Before this in July last year, a California court has ruled against Israeli cyber firm NSO Group which had tried to stop a lawsuit filed by WhatsApp against it from proceeding to trial.
WhatsApp, as per news reports, had in October 2019, sued the NSO for developing the spyware which allegedly exploited vulnerabilities in the platform to hack into the mobiles of 1,400 human rights activities, journalists, and lawyers, including 121 Indians.
The NSO had said that it sold the software to government agencies.
While the orders of the Paris and California courts had come on the pleas of a media organisation and WhatsApp respectively, the Supreme Court’s verdict came on a batch of pleas touching upon a wide range of issues including the right to privacy, freedom of speech.
The Indian apex court’s verdict is wide-ranging in many aspects as it orders the comprehensive probe saying that the experts on cyber security, digital forensics, networks, and hardware are authorised to enquire, investigate and determine whether Pegasus spyware was used for snooping on citizens.
The three-member technical panel, which has been given wide-ranging powers, would comprise eminent experts, Naveen Kumar Chaudhary, Prabaharan P, and Ashwin Anil Gumaste, and report to Justice Raveendran.
Giving the details of the terms of reference, the verdict said the panel would also enquire and investigate what steps/actions have been taken by the Centre after reports were published in 2019 about the hacking of WhatsApp accounts of Indian citizens, using the Pegasus suite of spyware, whether any Pegasus suite was acquired by the Union of India, or any state government, or any central or state agency for use against the citizens of India.
“If any governmental agency has used the Pegasus suite of spyware on the citizens of this country, under what law, rule, guideline, protocol or lawful procedure was such deployment made? If any domestic entity/ person has used the spyware on the citizens of this country, then is such a use authorised? Any other matter or aspect which may be connected, ancillary or incidental to the above terms of reference, which the Committee may deem fit and proper to investigate,” the bench said.

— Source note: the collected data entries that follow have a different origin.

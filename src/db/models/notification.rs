use chrono::NaiveDateTime;
use serde::{Deserialize, Serialize};
use sqlx::FromRow;

/// Dedup marker for a scheduled reminder: one row per
/// (reservation, notification type). Repeated scheduler runs insert with
/// ON CONFLICT DO NOTHING, so each reminder kind fires at most once.
#[derive(Debug, Clone, FromRow, Serialize, Deserialize)]
pub struct WorkoutNotification {
    /// Primary key (UUID)
    pub id: String,

    pub reservation_id: String,

    /// Reminder kind, e.g. '4h_before'.
    pub notification_type: String,

    pub sent_at: NaiveDateTime,
}
#![allow(unused_imports)]

//! Database models split into separate files.
//! This module re-exports individual model modules so existing imports like
//! `use crate::db::models::*;` continue to work.

pub mod activity;
pub mod assignment;
pub mod client;
pub mod notification;
pub mod reservation;
pub mod slot;
pub mod stand;
pub mod week;

// Re-export all types at the `crate::db::models` namespace.
pub use self::activity::*;
pub use self::assignment::*;
pub use self::client::*;
pub use self::notification::*;
pub use self::reservation::*;
pub use self::slot::*;
pub use self::stand::*;
pub use self::week::*;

The top court also directed the expert panel to make recommendations regarding enactment or amendment to existing law and procedures surrounding surveillance and for securing the improved right to privacy, enhancing and improving the cyber security of the nation and its assets.
The other recommendations which the expert panel has been asked to submit are to ensure prevention of invasion of citizens’ right to privacy, otherwise than in accordance with the law, by State and/or non State entities through such spyware, regarding the establishment of a mechanism for citizens to raise grievances on suspicion of illegal surveillance of their devices.